Autumn is known as meteor shower season because of the numerous showers that peak during the cool autumn nights, but this week's Orionid meteor shower may have some competition.
Orionid Meteor Shower
The Orionid meteor shower in October is well-known because it is one of the greatest meteor showers in fall and because of its beginnings.
Meteor showers occur when the Earth passes through a debris field left behind by an asteroid or comet, and Halley's Comet is the parent comet for the Orionids.

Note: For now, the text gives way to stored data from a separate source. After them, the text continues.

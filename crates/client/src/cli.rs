//! CLI command definitions.

use std::io::IsTerminal;

use clap::{Parser, ValueEnum};

use crate::app::Invocation;
use crate::config::AwsConfig;
use crate::store::ReadOptions;

/// Browse and query DynamoDB tables.
#[derive(Debug, Parser)]
#[command(name = "dynq", version)]
#[command(about = "Browse and query DynamoDB tables", long_about = None)]
#[command(after_help = "Examples:
  dynq                                      List tables
  dynq Orders                               Scan a table
  dynq Orders CUST1                         Query a partition
  dynq Orders CUST1 '>= 2024-01-01'         Comparison on the sort key
  dynq Orders CUST1 'between 2024-01 2024-06'
  dynq Orders CUST1 'SHIP*'                 Prefix match (same as begins_with SHIP)")]
pub struct Cli {
    /// Maximum number of items to output. 0 for no limit.
    #[arg(short = 'n', long = "number", default_value_t = 10)]
    pub number: usize,

    /// Output mode.
    #[arg(long, value_enum, default_value_t = OutputMode::Lines)]
    pub output: OutputMode,

    /// Output format. Defaults to pretty on a terminal, json otherwise.
    #[arg(long, value_enum)]
    pub format: Option<OutputFormat>,

    /// Items requested per page.
    #[arg(long, default_value_t = 100, value_parser = clap::value_parser!(i32).range(1..))]
    pub page_size: i32,

    /// Use strongly consistent reads.
    #[arg(long)]
    pub consistent_read: bool,

    /// Scan or query a secondary index instead of the base table.
    #[arg(long)]
    pub index: Option<String>,

    /// Custom endpoint URL (e.g. http://localhost:8000 for local DynamoDB).
    #[arg(long, env = "AWS_ENDPOINT_URL")]
    pub endpoint_url: Option<String>,

    /// AWS region. Falls back to the profile's region when omitted.
    #[arg(long, env = "AWS_REGION")]
    pub region: Option<String>,

    /// AWS profile to use for credentials.
    #[arg(long, env = "AWS_PROFILE")]
    pub profile: Option<String>,

    /// Enable debug logging on stderr.
    #[arg(short, long)]
    pub verbose: bool,

    /// Table name. Lists tables when omitted.
    pub table: Option<String>,

    /// Partition key value. Scans the table when omitted.
    pub partition: Option<String>,

    /// Sort key expression: `<= X`, `>= X`, `< X`, `> X`, `= X`,
    /// `begins_with X`, `X*`, `between X Y`, or a bare value.
    #[arg(requires = "partition")]
    pub sort: Option<String>,
}

/// Output mode options.
#[derive(Debug, Clone, Copy, Default, PartialEq, Eq, ValueEnum)]
pub enum OutputMode {
    /// One record per line.
    #[default]
    Lines,
    /// A single JSON array of all records.
    Array,
}

/// Output format options.
#[derive(Debug, Clone, Copy, PartialEq, Eq, ValueEnum)]
pub enum OutputFormat {
    /// Compact JSON.
    Json,
    /// Indented JSON.
    Pretty,
}

impl Cli {
    /// AWS client settings from flags and environment.
    pub fn aws_config(&self) -> AwsConfig {
        AwsConfig {
            endpoint_url: self.endpoint_url.clone(),
            region: self.region.clone(),
            profile: self.profile.clone(),
        }
    }

    /// The effective output format, falling back on whether stdout is a terminal.
    pub fn output_format(&self) -> OutputFormat {
        self.format.unwrap_or_else(|| {
            if std::io::stdout().is_terminal() {
                OutputFormat::Pretty
            } else {
                OutputFormat::Json
            }
        })
    }

    /// The retrieval to run, or `None` when no table was given.
    pub fn invocation(&self) -> Option<Invocation> {
        let table = self.table.clone()?;
        Some(Invocation {
            table,
            partition: self.partition.clone(),
            sort: self.sort.clone(),
            cap: self.number,
            read: ReadOptions {
                index_name: self.index.clone(),
                page_size: Some(self.page_size),
                consistent_read: self.consistent_read,
            },
        })
    }
}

Although Halley's Comet will not return to the inner solar system until 2061, the yearly Orionids provide another opportunity to see the famed comet. According to the American Meteor Society, the Orionids will peak the night of Wednesday, Oct. 20 into the early hours of Thursday, Oct. 21. (AMS).

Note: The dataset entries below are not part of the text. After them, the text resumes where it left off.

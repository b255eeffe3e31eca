//! AWS SDK client setup (Imperative Shell).

use aws_config::ConfigLoader;
use aws_sdk_dynamodb::Client;

/// AWS client configuration.
#[derive(Debug, Clone, PartialEq, Eq)]
pub struct AwsConfig {
    /// Custom endpoint URL (for local DynamoDB).
    pub endpoint_url: Option<String>,
    /// AWS region. `None` leaves it to the environment and shared config.
    pub region: Option<String>,
    /// Shared-config profile.
    pub profile: Option<String>,
}

impl AwsConfig {
    /// Returns a display string for the target environment.
    pub fn target_display(&self) -> String {
        let target = match &self.endpoint_url {
            Some(url) => format!("Local DynamoDB ({})", url),
            None => format!(
                "AWS DynamoDB (region: {})",
                self.region.as_deref().unwrap_or("default")
            ),
        };
        match &self.profile {
            Some(profile) => format!("{} [profile: {}]", target, profile),
            None => target,
        }
    }
}

/// SDK config loader with explicit settings layered over the default chain.
fn sdk_loader(config: &AwsConfig) -> ConfigLoader {
    let mut loader = aws_config::defaults(aws_config::BehaviorVersion::latest());

    if let Some(region) = &config.region {
        loader = loader.region(aws_config::Region::new(region.clone()));
    }

    if let Some(profile) = &config.profile {
        loader = loader.profile_name(profile);
    }

    if let Some(endpoint) = &config.endpoint_url {
        loader = loader.endpoint_url(endpoint);
    }

    loader
}

/// Creates a DynamoDB client with the given configuration.
pub async fn create_client(config: &AwsConfig) -> Client {
    let sdk_config = sdk_loader(config).load().await;
    Client::new(&sdk_config)
}
//! dynq_client - CLI for browsing and querying DynamoDB tables.

pub mod app;
pub mod cli;
pub mod config;
pub mod error;
pub mod output;
pub mod store;

pub use error::{ClientError, Result};
pub use store::DynamoStore;
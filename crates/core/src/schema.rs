//! Table schema resolution (Functional Core).
//!
//! A [`TableDescription`] is the raw shape the store hands back from a
//! describe call. [`resolve_schema`] validates it into a [`TableSchema`]
//! holding exactly the key attributes the query builder needs.

use std::collections::HashMap;

use tracing::debug;

use crate::error::{QueryError, Result};
use crate::store::TableCatalog;

/// Scalar attribute types a table may declare.
#[derive(Debug, Clone, Copy, PartialEq, Eq, Hash)]
pub enum ScalarType {
    String,
    Binary,
    Number,
}

/// Role of an attribute in a key schema.
#[derive(Debug, Clone, Copy, PartialEq, Eq)]
pub enum KeyRole {
    /// Partition key.
    Hash,
    /// Sort key.
    Range,
}

/// One element of a key schema.
#[derive(Debug, Clone, PartialEq, Eq)]
pub struct KeyElement {
    pub name: String,
    pub role: KeyRole,
}

impl KeyElement {
    pub fn hash(name: impl Into<String>) -> Self {
        Self {
            name: name.into(),
            role: KeyRole::Hash,
        }
    }

    pub fn range(name: impl Into<String>) -> Self {
        Self {
            name: name.into(),
            role: KeyRole::Range,
        }
    }
}

/// Key schema of a secondary index.
#[derive(Debug, Clone, PartialEq, Eq)]
pub struct IndexDescription {
    pub name: String,
    pub key_schema: Vec<KeyElement>,
}

/// Raw table description as reported by the store.
#[derive(Debug, Clone, Default, PartialEq, Eq)]
pub struct TableDescription {
    pub table_name: String,
    pub key_schema: Vec<KeyElement>,
    pub attribute_definitions: Vec<(String, ScalarType)>,
    pub indexes: Vec<IndexDescription>,
}

/// Key schema of a table (or one of its indexes), resolved once per invocation.
#[derive(Debug, Clone, PartialEq, Eq)]
pub struct TableSchema {
    pub table_name: String,
    pub index_name: Option<String>,
    pub partition_key: String,
    pub sort_key: Option<String>,
    pub attribute_types: HashMap<String, ScalarType>,
}

impl TableSchema {
    /// Returns the declared scalar type of an attribute.
    pub fn attribute_type(&self, name: &str) -> Result<ScalarType> {
        self.attribute_types
            .get(name)
            .copied()
            .ok_or_else(|| QueryError::UnknownAttribute {
                name: name.to_string(),
            })
    }

    /// Validates a raw description into a schema for the table or one of its indexes.
    pub fn from_description(description: TableDescription, index: Option<&str>) -> Result<Self> {
        let table_name = description.table_name;
        let invalid = |message: String| QueryError::SchemaResolution {
            table: table_name.clone(),
            message,
        };

        let key_schema = match index {
            None => &description.key_schema,
            Some(index_name) => description
                .indexes
                .iter()
                .find(|idx| idx.name == index_name)
                .map(|idx| &idx.key_schema)
                .ok_or_else(|| invalid(format!("Index '{}' not found", index_name)))?,
        };

        let mut partition_key = None;
        let mut sort_key = None;
        for element in key_schema {
            let slot = match element.role {
                KeyRole::Hash => &mut partition_key,
                KeyRole::Range => &mut sort_key,
            };
            if slot.is_some() {
                return Err(invalid(format!(
                    "Key schema declares more than one {:?} key",
                    element.role
                )));
            }
            *slot = Some(element.name.clone());
        }

        let partition_key =
            partition_key.ok_or_else(|| invalid("Key schema has no partition key".to_string()))?;

        Ok(Self {
            index_name: index.map(str::to_string),
            partition_key,
            sort_key,
            attribute_types: description.attribute_definitions.into_iter().collect(),
            table_name,
        })
    }
}

/// Resolves the key schema of `table`, calling the catalog exactly once.
pub async fn resolve_schema<C>(catalog: &C, table: &str, index: Option<&str>) -> Result<TableSchema>
where
    C: TableCatalog + ?Sized,
{
    let description = catalog
        .describe_table(table)
        .await
        .map_err(|e| QueryError::SchemaResolution {
            table: table.to_string(),
            message: e.to_string(),
        })?;

    let schema = TableSchema::from_description(description, index)?;
    debug!(
        table = %schema.table_name,
        index = ?schema.index_name,
        partition_key = %schema.partition_key,
        sort_key = ?schema.sort_key,
        "Resolved table schema"
    );
    Ok(schema)
}
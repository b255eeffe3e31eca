//! dynq CLI entry point.

use anyhow::Result;
use clap::Parser;
use dynq_client::app;
use dynq_client::cli::Cli;
use tracing_subscriber::{layer::SubscriberExt, util::SubscriberInitExt};

#[tokio::main(flavor = "current_thread")]
async fn main() -> Result<()> {
    let cli = Cli::parse();

    // Logs go to stderr so stdout stays pure JSON.
    let default_filter = if cli.verbose {
        "dynq=debug,dynq_client=debug,dynq_core=debug"
    } else {
        "dynq=warn,dynq_client=warn,dynq_core=warn"
    };
    tracing_subscriber::registry()
        .with(
            tracing_subscriber::EnvFilter::try_from_default_env()
                .unwrap_or_else(|_| default_filter.into()),
        )
        .with(tracing_subscriber::fmt::layer().with_writer(std::io::stderr))
        .init();

    app::run(&cli).await?;

    Ok(())
}
//! DynamoDB error mapping.
//!
//! Maps AWS SDK errors to `StoreError` from `dynq_core`.

use std::fmt::Debug;

use aws_sdk_dynamodb::error::{DisplayErrorContext, SdkError};
use aws_sdk_dynamodb::operation::describe_table::DescribeTableError;
use aws_sdk_dynamodb::operation::list_tables::ListTablesError;
use aws_sdk_dynamodb::operation::query::QueryError;
use aws_sdk_dynamodb::operation::scan::ScanError;
use dynq_core::StoreError;

/// Map a DescribeTable SDK error to StoreError.
pub fn map_describe_table_error<R: Debug + Send + Sync + 'static>(
    err: SdkError<DescribeTableError, R>,
    table: &str,
) -> StoreError {
    match err.into_service_error() {
        DescribeTableError::ResourceNotFoundException(_) => StoreError::TableNotFound {
            table: table.to_string(),
        },
        DescribeTableError::InternalServerError(_) => {
            StoreError::Request("DynamoDB internal server error".to_string())
        }
        err => StoreError::Request(format!(
            "DescribeTable failed: {}",
            DisplayErrorContext(err)
        )),
    }
}

/// Map a ListTables SDK error to StoreError.
pub fn map_list_tables_error<R: Debug + Send + Sync + 'static>(
    err: SdkError<ListTablesError, R>,
) -> StoreError {
    match err.into_service_error() {
        ListTablesError::InternalServerError(_) => {
            StoreError::Request("DynamoDB internal server error".to_string())
        }
        err => StoreError::Request(format!("ListTables failed: {}", DisplayErrorContext(err))),
    }
}

/// Map a Scan SDK error to StoreError.
pub fn map_scan_error<R: Debug + Send + Sync + 'static>(
    err: SdkError<ScanError, R>,
    table: &str,
) -> StoreError {
    match err.into_service_error() {
        ScanError::ResourceNotFoundException(_) => StoreError::TableNotFound {
            table: table.to_string(),
        },
        ScanError::ProvisionedThroughputExceededException(_) => {
            StoreError::Request("Throughput exceeded, please retry".to_string())
        }
        ScanError::RequestLimitExceeded(_) => {
            StoreError::Request("Request limit exceeded, please retry".to_string())
        }
        ScanError::InternalServerError(_) => {
            StoreError::Request("DynamoDB internal server error".to_string())
        }
        err => StoreError::Request(format!("Scan failed: {}", DisplayErrorContext(err))),
    }
}

/// Map a Query SDK error to StoreError.
pub fn map_query_error<R: Debug + Send + Sync + 'static>(
    err: SdkError<QueryError, R>,
    table: &str,
) -> StoreError {
    match err.into_service_error() {
        QueryError::ResourceNotFoundException(_) => StoreError::TableNotFound {
            table: table.to_string(),
        },
        QueryError::ProvisionedThroughputExceededException(_) => {
            StoreError::Request("Throughput exceeded, please retry".to_string())
        }
        QueryError::RequestLimitExceeded(_) => {
            StoreError::Request("Request limit exceeded, please retry".to_string())
        }
        QueryError::InternalServerError(_) => {
            StoreError::Request("DynamoDB internal server error".to_string())
        }
        err => StoreError::Request(format!("Query failed: {}", DisplayErrorContext(err))),
    }
}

Because meteors appear to come from this region of the sky, the shower is named after the constellation Orion. On the other hand, shooting stars will be visible across the sky, not only at the radiant point.

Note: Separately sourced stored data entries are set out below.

//! Webhook event ingestion: action filtering and payload projection.

use std::sync::Arc;

use pipeline::{
    Actor, IssueEventBody, IssueSubject, NotificationError, PullRequestEventBody,
    PullRequestSubject,
};
use tracing::{debug, instrument};

use crate::{CommandHandler, IssueCreatedPayload, PullRequestCreatedPayload};

#[cfg(test)]
#[path = "controller_tests.rs"]
mod tests;

/// What the controller did with one webhook body.
///
/// Both outcomes are a success as far as the webhook sender is concerned.
#[derive(Debug, Clone, Copy, PartialEq, Eq)]
pub enum EventOutcome {
    /// The action was `opened` and the handler completed.
    Notified,
    /// The action was anything else; nothing was sent.
    Ignored,
}

/// Entry point for the two tracked webhook topics.
///
/// Bodies are assumed to be schema-valid already. Handler failures are
/// returned to the caller untouched.
#[derive(Clone)]
pub struct EventController {
    issue_created: Arc<dyn CommandHandler<Payload = IssueCreatedPayload>>,
    pull_request_created: Arc<dyn CommandHandler<Payload = PullRequestCreatedPayload>>,
}

impl EventController {
    pub fn new(
        issue_created: Arc<dyn CommandHandler<Payload = IssueCreatedPayload>>,
        pull_request_created: Arc<dyn CommandHandler<Payload = PullRequestCreatedPayload>>,
    ) -> Self {
        Self {
            issue_created,
            pull_request_created,
        }
    }

    /// Handles an `issues` webhook body.
    #[instrument(skip_all, fields(action = %body.action, issue_number = %body.issue.number))]
    pub async fn process_issue_event(
        &self,
        body: IssueEventBody,
    ) -> Result<EventOutcome, NotificationError> {
        if !body.action.is_opened() {
            debug!("Ignoring issue event");
            return Ok(EventOutcome::Ignored);
        }

        self.issue_created
            .execute(issue_created_payload(body))
            .await?;

        Ok(EventOutcome::Notified)
    }

    /// Handles a `pull_request` webhook body.
    #[instrument(
        skip_all,
        fields(action = %body.action, pull_request_number = %body.pull_request.number)
    )]
    pub async fn process_pull_request_event(
        &self,
        body: PullRequestEventBody,
    ) -> Result<EventOutcome, NotificationError> {
        if !body.action.is_opened() {
            debug!("Ignoring pull request event");
            return Ok(EventOutcome::Ignored);
        }

        self.pull_request_created
            .execute(pull_request_created_payload(body))
            .await?;

        Ok(EventOutcome::Notified)
    }
}

/// Flattens an issue webhook body into the issue handler's payload.
pub fn issue_created_payload(body: IssueEventBody) -> IssueCreatedPayload {
    let issue = IssueSubject::from(body.issue);
    let creator = Actor::from(body.sender);

    IssueCreatedPayload {
        issue_title: issue.title,
        issue_url: issue.url,
        issue_number: issue.number,
        issue_labels: issue.labels,
        creator_name: creator.name,
        creator_avatar_url: creator.avatar_url,
        creator_html_url: creator.profile_url,
    }
}

/// Projects a pull-request webhook body into the pull-request handler's payload.
pub fn pull_request_created_payload(body: PullRequestEventBody) -> PullRequestCreatedPayload {
    PullRequestCreatedPayload {
        pull_request: PullRequestSubject::from(body.pull_request),
        creator: Actor::from(body.sender),
    }
}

However, knowing where the radiant point is in the sky is still crucial since the higher it is, the more meteors will occur. The bright end of the Orionids will reach its greatest position in the night sky in the hours before dawn, making the second part of the night the ideal time to observe the spectacle.
A Great Year for Orionids
Most years, the Orionids produce approximately 20 meteors per hour, but this year, observers should temper their expectations because the shower's peak coincides with the Full Hunter's Moon.
The full moon's light will shine brightly throughout the night, making it more challenging to see some of the fainter shooting stars. However, with merely 5 to 10 meters per hour, hourly prices might be slashed in half.
Lighting Up the Sky
For the peak of the Orionids, many places from the Gulf Coast to the Great Lakes will be partial to mostly overcast, but a pocket in the mid-Atlantic may be lucky enough to see a break in the clouds on Wednesday night.
The southern Plains will also benefit from favorable weather conditions.
A broad storm will sweep through most of the West Coast and the Rocky Mountains, bringing with it disruptive clouds, rain, and mountain snow. The exception will be in parts of the Desert Southwest and the Great Basin, where occasional cloud breaks during the night.
Following the Orionids, skygazers may look forward to three additional small meteor showers in November.
The Southern Taurids meteor shower will peak during the first week of November, followed by the Northern Taurids in the second week of the month. Both of these occurrences produce very brilliant fireballs despite having just about five meteors each hour.
The Leonids will peak on the third day of the month and will be the finest of the lot, with 10 to 15 meteors per hour.